Watercolour botanical art is Meg’s speciality and while she claims it is because, “I don’t draw well and flowers are very forgiving!”, she has been accepted into the Watercolour Society of WA and had seven paintings published in the book Natural Connections, produced by members of the Ravensthorpe Wildflower Show — the largest wildflower display in the world.

Meg enjoyed further lessons from local artist Julie Stitt and then — after persistent encouragement — joined fellow artists Margaret Oversby and Robyn Edwards in lessons at Atwell House.
“There was no way I was going to go all the way to Atwell,” remembers Meg.

“But Margaret kept at me! There was a two-day workshop that was being conducted over the school holidays and Margaret said, ‘You should come to that.’ I thought, ‘Oh dear — if I go, then at least I’ll be able to say I’ve been and I didn’t like it!’

“So, I went.
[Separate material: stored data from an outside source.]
//! Unification engine.
//!
//! Combines normalization, grouping and aggregation behind a single
//! `unify` entry point. Configuration is validated once, at construction.

use chrono::{DateTime, Utc};
use tracing::info;
use unify_core::{Config, RawQuote, Result, UnifiedProduct, UnifyOutput, UnifySummary};
use unify_ingestion::NameNormalizer;

use crate::{
    aggregator::Aggregator,
    confidence::ConfidencePolicy,
    grouper::{Group, Grouper, Grouping},
};

/// Pure, synchronous unification engine.
#[derive(Debug, Clone)]
pub struct UnificationEngine {
    config: Config,
    grouper: Grouper,
    aggregator: Aggregator,
}

impl UnificationEngine {
    /// Create an engine, failing fast on invalid configuration.
    pub fn new(config: Config) -> Result<Self> {
        config.validate()?;
        Ok(Self::build(config))
    }

    fn build(config: Config) -> Self {
        let normalizer = NameNormalizer::new(&config.normalizer);
        Self {
            grouper: Grouper::new(normalizer, &config.matching),
            aggregator: Aggregator::new(ConfidencePolicy::new(&config.confidence)),
            config,
        }
    }

    /// Configuration in use.
    pub fn config(&self) -> &Config {
        &self.config
    }

    /// Normalized comparison key for a name.
    pub fn normalize(&self, name: &str) -> String {
        self.grouper.key_for(name)
    }

    /// Group quotes by event.
    pub fn group(&self, quotes: impl IntoIterator<Item = RawQuote>) -> Grouping {
        self.grouper.group(quotes)
    }

    /// Aggregate one group, stamping the product with the current time.
    pub fn aggregate(&self, group: &Group) -> Option<UnifiedProduct> {
        self.aggregator.aggregate(group, Utc::now())
    }

    /// Run the full pipeline.
    pub fn unify(&self, quotes: impl IntoIterator<Item = RawQuote>) -> UnifyOutput {
        self.unify_at(quotes, Utc::now())
    }

    /// Run the full pipeline with a fixed production timestamp.
    pub fn unify_at(
        &self,
        quotes: impl IntoIterator<Item = RawQuote>,
        produced_at: DateTime<Utc>,
    ) -> UnifyOutput {
        let grouping = self.group(quotes);

        let mut summary = UnifySummary {
            total_quotes: grouping.quote_count(),
            groups: grouping.len(),
            ..UnifySummary::default()
        };
        let mut products = Vec::with_capacity(grouping.len());

        for group in &grouping {
            let outcome = self.aggregator.aggregate_counted(group, produced_at);
            summary.discarded_quotes += outcome.discarded_quotes;
            match outcome.product {
                Some(product) => products.push(product),
                None => summary.discarded_groups += 1,
            }
        }
        summary.emitted = products.len();

        info!(
            quotes = summary.total_quotes,
            groups = summary.groups,
            emitted = summary.emitted,
            discarded_quotes = summary.discarded_quotes,
            discarded_groups = summary.discarded_groups,
            "unified quotes"
        );

        UnifyOutput { products, summary }
    }
}

impl Default for UnificationEngine {
    fn default() -> Self {
        Self::build(Config::default())
    }
}
//! Engine configuration from a TOML file plus command-line overrides.

use std::fs;
use std::path::Path;

use anyhow::{Context, Result};
use unify_core::config::SimilarityMeasure;
use unify_core::Config;

use crate::cli::ConfigArgs;

/// Parse a TOML configuration document. Missing sections take defaults.
pub fn parse_config(toml_src: &str) -> Result<Config> {
    toml::from_str(toml_src).context("invalid configuration TOML")
}

/// Read a TOML configuration file.
pub fn load_config_file(path: &Path) -> Result<Config> {
    let content = fs::read_to_string(path)
        .with_context(|| format!("failed to read config file {}", path.display()))?;
    parse_config(&content).with_context(|| format!("in {}", path.display()))
}

impl ConfigArgs {
    /// Resolve the effective configuration and validate it.
    pub fn resolve(&self) -> Result<Config> {
        let mut config = match &self.config {
            Some(path) => load_config_file(path)?,
            None => Config::default(),
        };

        if let Some(threshold) = self.threshold {
            config = config.with_similarity_threshold(threshold);
        }
        if let Some(name) = &self.measure {
            config.matching.measure = SimilarityMeasure::from_name(name)?;
        }

        config.validate()?;
        Ok(config)
    }
}

#[cfg(test)]
mod tests {
    use super::*;
    use approx::assert_abs_diff_eq;
    use std::io::Write;

    #[test]
    fn test_parse_partial_config() {
        let config = parse_config(
            r#"
            [matching]
            similarity_threshold = 0.8
            measure = "jaro_winkler"

            [confidence]
            ceiling = 0.95
            "#,
        )
        .unwrap();

        assert_abs_diff_eq!(config.matching.similarity_threshold, 0.8);
        assert_eq!(config.matching.measure, SimilarityMeasure::JaroWinkler);
        assert_abs_diff_eq!(config.confidence.ceiling, 0.95);
        assert_abs_diff_eq!(config.confidence.baseline, 0.7);
        assert!(config.normalizer.strip_years);
    }

    #[test]
    fn test_parse_empty_config() {
        let config = parse_config("").unwrap();
        assert_abs_diff_eq!(config.matching.similarity_threshold, 0.7);
    }

    #[test]
    fn test_parse_rejects_bad_toml() {
        assert!(parse_config("[matching\nsimilarity_threshold = ").is_err());
        assert!(parse_config("[matching]\nmeasure = \"soundex\"").is_err());
    }

    #[test]
    fn test_resolve_overrides_file() {
        let mut file = tempfile::NamedTempFile::new().unwrap();
        writeln!(file, "[matching]\nsimilarity_threshold = 0.9").unwrap();

        let args = ConfigArgs {
            config: Some(file.path().to_path_buf()),
            threshold: Some(0.65),
            measure: Some("levenshtein".to_string()),
        };
        let config = args.resolve().unwrap();
        assert_abs_diff_eq!(config.matching.similarity_threshold, 0.65);
        assert_eq!(config.matching.measure, SimilarityMeasure::Levenshtein);
    }

    #[test]
    fn test_resolve_validates() {
        let args = ConfigArgs {
            threshold: Some(1.5),
            ..ConfigArgs::default()
        };
        let err = args.resolve().unwrap_err();
        assert!(err.to_string().contains("similarity_threshold"));

        let args = ConfigArgs {
            measure: Some("soundex".to_string()),
            ..ConfigArgs::default()
        };
        assert!(args.resolve().is_err());
    }

    #[test]
    fn test_missing_config_file() {
        let args = ConfigArgs {
            config: Some("/nonexistent/unify.toml".into()),
            ..ConfigArgs::default()
        };
        let err = args.resolve().unwrap_err();
        assert!(format!("{err:#}").contains("failed to read config file"));
    }
}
And I did like it,” she laughs.

The group worked so harmoniously that they continued to meet closer to home once the lessons had stopped, and an exhibition of their work, honouring the now-deceased Margaret, is on display at the Mundaring Arts Centre until February.

Immersion in the botanical art world has strengthened Meg’s appreciation of the natural environment. She says, “In doing these detailed paintings, you look deeper into the plants themselves — to the stage where you almost find personalities in the plants.
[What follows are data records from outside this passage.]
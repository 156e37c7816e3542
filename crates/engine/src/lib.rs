//! Unification engine for the market-unify system.
//!
//! This crate handles:
//! - String similarity between normalized names
//! - Entity resolution (grouping quotes for the same event)
//! - Per-group aggregation (best price, range, arbitrage)
//! - Confidence scoring
//! - The `unify` pipeline tying them together

pub mod aggregator;
pub mod confidence;
pub mod engine;
pub mod grouper;
pub mod similarity;

pub use aggregator::{AggregateOutcome, Aggregator};
pub use confidence::ConfidencePolicy;
pub use engine::UnificationEngine;
pub use grouper::{Group, Grouper, Grouping};
pub use similarity::{lcs_ratio, similarity};
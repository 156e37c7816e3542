//! Core types and configuration for the market-unify system.
//!
//! This crate provides shared types used across all other crates:
//! - Raw quote and unified product records
//! - Engine configuration structures
//! - Common error types

pub mod config;
pub mod error;
pub mod types;

pub use config::Config;
pub use error::{Error, Result};
pub use types::*;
“One Marri tree is the same as the next Marri tree, supposedly, but each plant has differences. It can be the colour of the stems, the shape of the leaf or nuts, the colour of the flower…it’s just amazing when you really look at your subject how many differences there are.”


When Meg isn’t painting — or playing the organ at Holy Trinity church — you are likely to find her loading up her campervan, loyal canine companions in tow, setting off to gather inspiration from our beautiful state. Meg has often been criticised for being ‘too independent’, but it is unlikely that without this independence, and her spirited confidence, she would have achieved anywhere near the success she did in her nursing career, nor had the impetus to take on new pursuit in retirement.

“I notice with older students that they expect to be perfect immediately,” said Meg. “And that’s across the board, not just art.”

Her advice is, “Don’t give up — it’s worth having a go, you just don’t realise what you’ve got in you.”

You can view Meg’s artwork later this year at the Guildford Village Potters Gallery, where she has a solo exhibit from 27 April. Meg also currently has submissions in the Lions Club Art Awards exhibition, at the Zig Zag Gallery in Kalamunda until 5 February, and the aforementioned The Sum of Us at Mundaring Arts Centre, which reopens on 27 January.